» **TASK TO COMPLETE**: Search the entries for the word "loaded". Copy each line in which it is found.

» **MATERIAL TO PROCESS**:

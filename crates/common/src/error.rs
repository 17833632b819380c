//! The error taxonomy shared by program loading and execution.
//!
//! Every error is fatal to the current run: the first one raised anywhere
//! in the load phase or the main loop terminates execution. The CLI maps
//! each kind to its own process exit status.

use thiserror::Error;

/// Errors raised while loading or executing a Rill program.
#[derive(Debug, Clone, PartialEq, Eq, Error)]
pub enum RunError {
    /// Malformed instruction stream: bad or duplicate order numbers,
    /// unknown opcode, wrong argument count or shape.
    #[error("invalid source structure: {0}")]
    InvalidSourceStructure(String),

    /// Duplicate label, redeclared variable, or undefined label target.
    #[error("semantic error: {0}")]
    Semantic(String),

    /// An operand's runtime type does not match the required type, or an
    /// operation was given a type it does not support.
    #[error("operand type error: {0}")]
    OperandType(String),

    /// A value outside the legal domain of an operation (division by zero,
    /// out-of-range exit code).
    #[error("operand value error: {0}")]
    OperandValue(String),

    /// String index out of bounds or escape code out of range.
    #[error("string operation error: {0}")]
    StringOperation(String),

    /// Reference to an undeclared variable.
    #[error("variable access error: {0}")]
    VariableAccess(String),

    /// Reference to an undefined temporary frame or an empty local-frame
    /// stack.
    #[error("frame access error: {0}")]
    FrameAccess(String),

    /// Read of an uninitialized variable, or pop of an empty data or call
    /// stack.
    #[error("missing value: {0}")]
    Value(String),

    /// An engine invariant was violated. Never caused by user input.
    #[error("internal error: {0}")]
    Internal(String),
}
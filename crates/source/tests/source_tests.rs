//! End-to-end tests: source text through the reader, the load phase, and
//! the engine.

use std::io::Cursor;

use rill_common::{Program, RunError};
use rill_vm::io::{StreamInput, StreamOutput};

fn run_text(text: &str, input_text: &str) -> (Result<i32, RunError>, String) {
    let records = rill_source::parse_source(text).expect("source should parse");
    let program = Program::load(records).expect("program should load");
    let mut input = StreamInput::new(Cursor::new(input_text.to_string()));
    let mut stdout = StreamOutput::new(Vec::new());
    let mut stderr = StreamOutput::new(Vec::new());
    let result = rill_vm::run(&program, &mut input, &mut stdout, &mut stderr);
    (
        result,
        String::from_utf8(stdout.into_inner()).expect("stdout is utf-8"),
    )
}

#[test]
fn countdown_program() {
    let text = "\
DEFVAR GF@n
MOVE GF@n int@3
LABEL label@loop
WRITE GF@n
SUB GF@n GF@n int@1
JUMPIFNEQ label@loop GF@n int@0
WRITE string@liftoff
";
    let (result, stdout) = run_text(text, "");
    assert_eq!(result, Ok(0));
    assert_eq!(stdout, "321liftoff");
}

#[test]
fn greeting_reads_stdin() {
    let text = "\
DEFVAR GF@name
READ GF@name type@string
WRITE string@hello\\032
WRITE GF@name
";
    let (result, stdout) = run_text(text, "world\n");
    assert_eq!(result, Ok(0));
    assert_eq!(stdout, "hello world");
}

#[test]
fn explicit_orders_drive_execution_order() {
    let text = "\
30: WRITE string@c
10: WRITE string@a
20: WRITE string@b
";
    let (result, stdout) = run_text(text, "");
    assert_eq!(result, Ok(0));
    assert_eq!(stdout, "abc");
}

#[test]
fn call_and_return_through_text_source() {
    let text = "\
10: CALL label@twice
20: EXIT int@0
100: LABEL label@twice
110: WRITE string@x
120: WRITE string@x
130: RETURN
";
    let (result, stdout) = run_text(text, "");
    assert_eq!(result, Ok(0));
    assert_eq!(stdout, "xx");
}

#[test]
fn zero_order_prefix_fails_engine_validation() {
    let records = rill_source::parse_source("0: BREAK\n").unwrap();
    let err = Program::load(records).unwrap_err();
    assert!(matches!(err, RunError::InvalidSourceStructure(_)));
}

#[test]
fn duplicate_order_prefix_fails_engine_validation() {
    let records = rill_source::parse_source("4: BREAK\n4: BREAK\n").unwrap();
    let err = Program::load(records).unwrap_err();
    assert!(matches!(err, RunError::InvalidSourceStructure(_)));
}
//! The loaded instruction form executed by the engine.

use crate::opcode::Opcode;
use crate::source::SourceArg;

/// One loaded instruction: a validated order, a resolved opcode, and its
/// raw argument nodes.
///
/// Arguments stay in source form here; the engine extracts and validates
/// them against the opcode's arity when the instruction executes.
#[derive(Debug, Clone, PartialEq, Eq)]
pub struct Instruction {
    /// The unique positive order of this instruction.
    pub order: u32,
    /// The operation to perform.
    pub opcode: Opcode,
    /// The ordered argument nodes.
    pub args: Vec<SourceArg>,
}

impl Instruction {
    /// Create an instruction.
    pub fn new(order: u32, opcode: Opcode, args: Vec<SourceArg>) -> Self {
        Self {
            order,
            opcode,
            args,
        }
    }
}
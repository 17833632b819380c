//! Rill CLI — load, check, and run Rill programs.
//!
//! Exit codes:
//! - 0: success, or whatever an EXIT instruction specified
//! - 10: bad command-line usage
//! - 11: unreadable program or input file
//! - 31: malformed source document
//! - 32-58: load/runtime errors, one code per error kind
//! - 99: internal error

mod commands;

use std::process;

fn main() {
    let args: Vec<String> = std::env::args().collect();

    if args.len() < 2 {
        print_usage();
        process::exit(10);
    }

    let result = match args[1].as_str() {
        "run" => commands::run(&args[2..]),
        "check" => commands::check(&args[2..]),
        "--help" | "-h" | "help" => {
            print_usage();
            process::exit(0);
        }
        other => {
            eprintln!("error: unknown command '{other}'");
            eprintln!();
            print_usage();
            process::exit(10);
        }
    };

    if let Err(code) = result {
        process::exit(code);
    }
}

fn print_usage() {
    eprintln!("Usage: rill <command> [args]");
    eprintln!();
    eprintln!("Commands:");
    eprintln!("  run <program.rill> [--input FILE]   Load and execute a program");
    eprintln!("  check <program.rill>                Load a program without running it");
    eprintln!();
    eprintln!("Use '-' as the program path to read from standard input.");
}
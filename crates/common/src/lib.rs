//! Rill common types and program loading.
//!
//! This crate provides the foundational data structures for the Rill
//! instruction language:
//!
//! - [`Value`] — runtime value representation, including the
//!   uninitialized state
//! - [`TypeTag`] — the four scalar types
//! - [`Opcode`] — the closed instruction set with per-opcode arity
//! - [`Symbol`] / [`FrameSelector`] — parsed instruction operands
//! - [`SourceInstruction`] — raw records from the instruction source
//! - [`Program`] — the validated, ordered instruction index and label table
//! - [`RunError`] — the error taxonomy shared by loading and execution
//! - [`strings`] — escape-sequence and codepoint helpers
//!
//! # Dependencies
//!
//! This crate uses `thiserror` (compile-time proc-macro, zero runtime
//! cost) and has no other dependencies.

pub mod error;
pub mod instruction;
pub mod opcode;
pub mod program;
pub mod source;
pub mod strings;
pub mod symbol;
pub mod type_tag;
pub mod value;

// Re-export commonly used types at the crate root.
pub use error::RunError;
pub use instruction::Instruction;
pub use opcode::Opcode;
pub use program::Program;
pub use source::{SourceArg, SourceInstruction};
pub use symbol::{FrameSelector, Symbol};
pub use type_tag::TypeTag;
pub use value::Value;

#[cfg(test)]
mod proptests {
    use super::strings::decode_escapes;
    use proptest::prelude::*;

    proptest! {
        /// Decoding never panics, whatever the input.
        #[test]
        fn decode_never_panics(s in ".*") {
            let _ = decode_escapes(&s);
        }

        /// On input without backslashes, decoding is the identity.
        #[test]
        fn decode_is_identity_without_backslashes(s in "[^\\\\]*") {
            prop_assert_eq!(decode_escapes(&s).unwrap(), s);
        }

        /// Every in-range three-digit escape decodes to its character.
        #[test]
        fn decode_single_escape(code in 0u32..=255) {
            let input = format!("\\{code:03}");
            let decoded = decode_escapes(&input).unwrap();
            let expected: String = char::from_u32(code).unwrap().to_string();
            prop_assert_eq!(decoded, expected);
        }

        /// Decoding successful output a second time is a no-op whenever the
        /// first pass consumed every backslash-digit run.
        #[test]
        fn decode_idempotent_when_output_is_escape_free(s in "([a-z]|\\\\[0-1][0-9][0-9])*") {
            let once = decode_escapes(&s).unwrap();
            if !once.contains('\\') {
                prop_assert_eq!(decode_escapes(&once).unwrap(), once);
            }
        }
    }
}
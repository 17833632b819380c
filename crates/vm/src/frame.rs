//! Variable frames and the frame set.
//!
//! A frame is one namespace of declared variables. The frame set owns the
//! global frame, the optional temporary frame, and the local-frame stack,
//! and is the only path through which frame identity ever changes.

use std::collections::HashMap;

use rill_common::strings::decode_escapes;
use rill_common::{FrameSelector, RunError, Symbol, TypeTag, Value};

/// A single namespace mapping variable names to their current values.
///
/// A declared-but-unassigned variable holds [`Value::Uninit`].
#[derive(Debug, Clone, Default, PartialEq, Eq)]
pub struct Frame {
    vars: HashMap<String, Value>,
}

impl Frame {
    /// Create an empty frame.
    pub fn new() -> Self {
        Self::default()
    }

    /// Returns true if a variable is declared in this frame.
    pub fn exists(&self, name: &str) -> bool {
        self.vars.contains_key(name)
    }

    /// Declare a new variable with no type and no value.
    ///
    /// Redeclaring a name that is live in this frame is a semantic error.
    pub fn declare(&mut self, name: &str) -> Result<(), RunError> {
        if self.exists(name) {
            return Err(RunError::Semantic(format!(
                "variable '{name}' is already declared in this frame"
            )));
        }
        self.vars.insert(name.to_string(), Value::Uninit);
        Ok(())
    }

    /// Store a value, creating the slot if it does not exist yet.
    ///
    /// No redeclaration check here; that belongs to [`Frame::declare`].
    pub fn set(&mut self, name: &str, value: Value) {
        self.vars.insert(name.to_string(), value);
    }

    /// The declared type of a variable, or `None` before first assignment.
    pub fn get_type(&self, name: &str) -> Result<Option<TypeTag>, RunError> {
        match self.vars.get(name) {
            Some(value) => Ok(value.type_tag()),
            None => Err(RunError::VariableAccess(format!(
                "variable '{name}' is not declared"
            ))),
        }
    }

    /// The current value of a variable.
    ///
    /// Reading an uninitialized variable is a missing-value error.
    pub fn get_value(&self, name: &str) -> Result<Value, RunError> {
        match self.vars.get(name) {
            Some(Value::Uninit) => Err(RunError::Value(format!(
                "variable '{name}' exists but is not initialized"
            ))),
            Some(value) => Ok(value.clone()),
            None => Err(RunError::VariableAccess(format!(
                "variable '{name}' is not declared"
            ))),
        }
    }
}

/// The global frame, the optional temporary frame, and the local-frame
/// stack.
///
/// An absent temporary frame is distinct from a present-but-empty one:
/// resolving a selector through an absent frame is a frame-access error,
/// not a missing-variable error.
#[derive(Debug, Default)]
pub struct FrameSet {
    global: Frame,
    temporary: Option<Frame>,
    locals: Vec<Frame>,
}

impl FrameSet {
    /// Create a frame set holding only an empty global frame.
    pub fn new() -> Self {
        Self::default()
    }

    /// Replace the temporary frame with a new empty frame, discarding any
    /// previous one unconditionally.
    pub fn create_temporary(&mut self) {
        self.temporary = Some(Frame::new());
    }

    /// Move the temporary frame onto the local-frame stack and clear the
    /// temporary slot.
    pub fn push_temporary(&mut self) -> Result<(), RunError> {
        let frame = self.temporary.take().ok_or_else(|| {
            RunError::FrameAccess("temporary frame is not defined, cannot push".into())
        })?;
        self.locals.push(frame);
        Ok(())
    }

    /// Move the top local frame into the temporary slot, overwriting it.
    pub fn pop_local(&mut self) -> Result<(), RunError> {
        let frame = self.locals.pop().ok_or_else(|| {
            RunError::FrameAccess("local frame stack is empty, cannot pop".into())
        })?;
        self.temporary = Some(frame);
        Ok(())
    }

    /// Depth of the local-frame stack.
    pub fn local_depth(&self) -> usize {
        self.locals.len()
    }

    fn frame(&self, selector: FrameSelector) -> Result<&Frame, RunError> {
        match selector {
            FrameSelector::Global => Ok(&self.global),
            FrameSelector::Temporary => self.temporary.as_ref().ok_or_else(|| {
                RunError::FrameAccess("temporary frame is not defined".into())
            }),
            FrameSelector::Local => self.locals.last().ok_or_else(|| {
                RunError::FrameAccess("local frame stack is empty".into())
            }),
        }
    }

    fn frame_mut(&mut self, selector: FrameSelector) -> Result<&mut Frame, RunError> {
        match selector {
            FrameSelector::Global => Ok(&mut self.global),
            FrameSelector::Temporary => self.temporary.as_mut().ok_or_else(|| {
                RunError::FrameAccess("temporary frame is not defined".into())
            }),
            FrameSelector::Local => self.locals.last_mut().ok_or_else(|| {
                RunError::FrameAccess("local frame stack is empty".into())
            }),
        }
    }

    /// Returns true if the variable is declared in the selected frame.
    pub fn exists(&self, selector: FrameSelector, name: &str) -> Result<bool, RunError> {
        Ok(self.frame(selector)?.exists(name))
    }

    /// Declare a new variable in the selected frame.
    pub fn declare(&mut self, selector: FrameSelector, name: &str) -> Result<(), RunError> {
        self.frame_mut(selector)?.declare(name)
    }

    /// The declared type of a variable in the selected frame.
    pub fn get_type(
        &self,
        selector: FrameSelector,
        name: &str,
    ) -> Result<Option<TypeTag>, RunError> {
        self.frame(selector)?.get_type(name)
    }

    /// The current value of a variable in the selected frame.
    pub fn get_value(&self, selector: FrameSelector, name: &str) -> Result<Value, RunError> {
        self.frame(selector)?.get_value(name)
    }

    /// Store a computed value into a declared variable.
    ///
    /// Assignment never implicitly declares: an undeclared destination is a
    /// variable-access error.
    pub fn assign_value(
        &mut self,
        selector: FrameSelector,
        name: &str,
        value: Value,
    ) -> Result<(), RunError> {
        if !self.exists(selector, name)? {
            return Err(RunError::VariableAccess(format!(
                "variable '{name}' is not declared"
            )));
        }
        self.frame_mut(selector)?.set(name, value);
        Ok(())
    }

    /// Store a symbol's value into a declared variable.
    ///
    /// The destination's existence is checked before the source is touched.
    /// A string literal source is escape-decoded on the way in; a variable
    /// source is read through [`FrameSet::get_value`], so an uninitialized
    /// source is a missing-value error.
    pub fn assign_from_symbol(
        &mut self,
        selector: FrameSelector,
        name: &str,
        src: &Symbol,
    ) -> Result<(), RunError> {
        if !self.exists(selector, name)? {
            return Err(RunError::VariableAccess(format!(
                "variable '{name}' is not declared"
            )));
        }

        let value = match src {
            Symbol::Var {
                frame: src_frame,
                name: src_name,
            } => self.get_value(*src_frame, src_name)?,
            Symbol::Const(Value::Str(raw)) => Value::Str(decode_escapes(raw)?),
            Symbol::Const(value) => value.clone(),
        };

        self.frame_mut(selector)?.set(name, value);
        Ok(())
    }
}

» **RESULT FOR THIS EXERCISE**:
//! The loaded instruction form executed by the engine.
/// One loaded instruction: a validated order, a resolved opcode, and its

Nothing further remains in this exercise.